Non va meglio nell’ex discoteca Kiss Kiss, ora gestita dalla Janas International: gli ospiti dormono nella grande sala che ha ospitato negli anni passati un night club, con i letti a castello ammassati in un angolo e nessuna finestra a illuminare l’ambiente. “Non sono stati notati riadattamenti della struttura da luogo di divertimento a struttura residenziale – scrivono ancora gli operatori di LasciateCIEntrare –  nell’enorme pista da ballo gli angoli un tempo dedicati ai ‘privè’ sono utilizzati dagli ospiti per consumare i pasti, in altri ci sono accatastati divanetti e tavolini”. L’ex discoteca si trova a poche centinaia di metri dalla principale strada statale dell’Isola, ma gli ospiti lamentano la distanza eccessiva da Porto Torres e Sassari; raggiungere le fermate dei mezzi pubblici poi è pericolosissimo perché bisogna attraversare la statale con auto che sfrecciano a tutte le ore. Problemi di spostamento anche nelle altre due strutture del Sassarese: gli ospiti di Porto Pozzo, ad esempio, passano anche ore in attesa del bus che li porterà a Santa Teresa di Gallura, il centro più vicino; raccontano poi che i loro bambini sono costretti ad andare a scuola a piedi camminando ai bordi di una strada provinciale senza marciapiede.

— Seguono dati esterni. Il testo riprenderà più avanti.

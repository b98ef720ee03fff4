//! Cache key derivation
//!
//! Converts arbitrary key material (a resolver's output, or the call
//! arguments themselves) into a stable string identity suitable for use as a
//! map key.
//!
//! ## Derivation rules
//!
//! - Material that serializes to a JSON string is used verbatim: string
//!   resolver outputs are literal keys, not JSON-encoded primitives, so
//!   `"foo"` derives `foo` (unquoted).
//! - Everything else renders as compact JSON: `null`, `true`, `13`,
//!   `[13,"foo","bar"]`, `{"k1":v1,"k2":v2}`. Sequences keep element order;
//!   maps keep their native key enumeration order (not sorted), so two
//!   structurally equal maps with different insertion orders may derive
//!   different keys. That imprecision is accepted, not a defect.
//! - Material with no structural representation derives the literal
//!   [`FALLBACK_KEY`] instead of failing. Best-effort and non-unique: all
//!   such values share one key.
//!
//! Identical material (same structure, same key order) always derives the
//! same string within a process run.

use crate::error::Result;
use serde::Serialize;
use serde_json::Value;

/// Key derived for material that cannot be structurally serialized
pub const FALLBACK_KEY: &str = "undefined";

/// Derive a stable string key from arbitrary key material.
///
/// Pure, total and side-effect-free: serialization failures fall back to
/// [`FALLBACK_KEY`] rather than propagating.
///
/// # Example
///
/// ```rust
/// use memocache::derive_key;
/// use serde_json::json;
///
/// assert_eq!(derive_key(&13), "13");
/// assert_eq!(derive_key(&"foo"), "foo");
/// assert_eq!(derive_key(&json!([13, "foo", "bar"])), "[13,\"foo\",\"bar\"]");
/// ```
pub fn derive_key<T: Serialize>(value: &T) -> String {
    match try_derive_key(value) {
        Ok(key) => key,
        Err(err) => {
            tracing::debug!("Key material not serializable, using fallback key: {}", err);
            FALLBACK_KEY.to_string()
        }
    }
}

/// Derive a key, surfacing serialization failure instead of falling back.
///
/// Same derivation rules as [`derive_key`]; returns
/// [`Error::KeyDerivation`](crate::Error::KeyDerivation) where `derive_key`
/// would return [`FALLBACK_KEY`].
pub fn try_derive_key<T: Serialize>(value: &T) -> Result<String> {
    match serde_json::to_value(value)? {
        // Strings pass through verbatim
        Value::String(s) => Ok(s),
        other => Ok(other.to_string()),
    }
}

In generale poi la Sardegna si distingue per una accoglienza non regolare dei minori stranieri non accompagnati: “Sono molteplici e ‘normali’ i centri con minori ed adulti in promiscuità, un vero abominio considerando che gli enti locali dovrebbero garantire l’accoglienza di Msna in centri idonei e con numeri bassi, per garantire che i singoli vengano effettivamente seguiti e tutelati”.

“Il quadro che emerge dal monitoraggio in Italia – scrivono i responsabili della campagna LasciateCIEntrare – evidenzia un sistema quasi al collasso, privo di una politica di medio e lungo termine, in cui il business e la periferizzazione dei luoghi di accoglienza sembrano costituire un fronte unico, un immenso parcheggio per esseri umani. Lo spaccato è quello di un sistema nel quale fioriscono ghetti destinati ad alimentare soltanto la frustrazione e la rassegnazione, anticamera di pratiche di sfruttamento legale o meno, mentre le istituzioni continuano ad operare in un clima emergenziale e contemporaneamente cercano di rassicurare l’opinione pubblica affermando che l’accoglienza in Italia è sotto controllo”.

In chiusura, il report ricorda come è mutata l’identità dei migranti che approdano nel nostro paese: “A fronte di una sostanziale identica quantità di richiedenti asilo giunti in Italia rispetto al 2015, è cambiata la composizione dei beneficiari di accoglienza e si sono inasprite alcune problematiche. Sono pressoché esauriti gli arrivi di cittadini siriani, tanto per interruzione della rotta balcanica quanto per effetto degli accordi fra UE e Turchia siglati a marzo 2016. Le rotte di chi, provenendo, dall’Africa Sub Sahariana, si è ritrovato a partire dalle coste libiche hanno risentito fortemente dei venti di guerra civile tuttora in atto nel paese. Sono ricominciate a ripartire invece navi dall’Egitto, con rotte più lunghe e rischi maggiori. Il naufragio del 26 settembre 2016, passato pressoché sotto silenzio nei media italiani dove il numero dei morti recuperati supera i 200 e molti sono ancora i dispersi, ne è durissima e recente testimonianza. Le proposte finora messe in atto per affrontare questa situazione di crisi umanitaria hanno clamorosamente fallito”.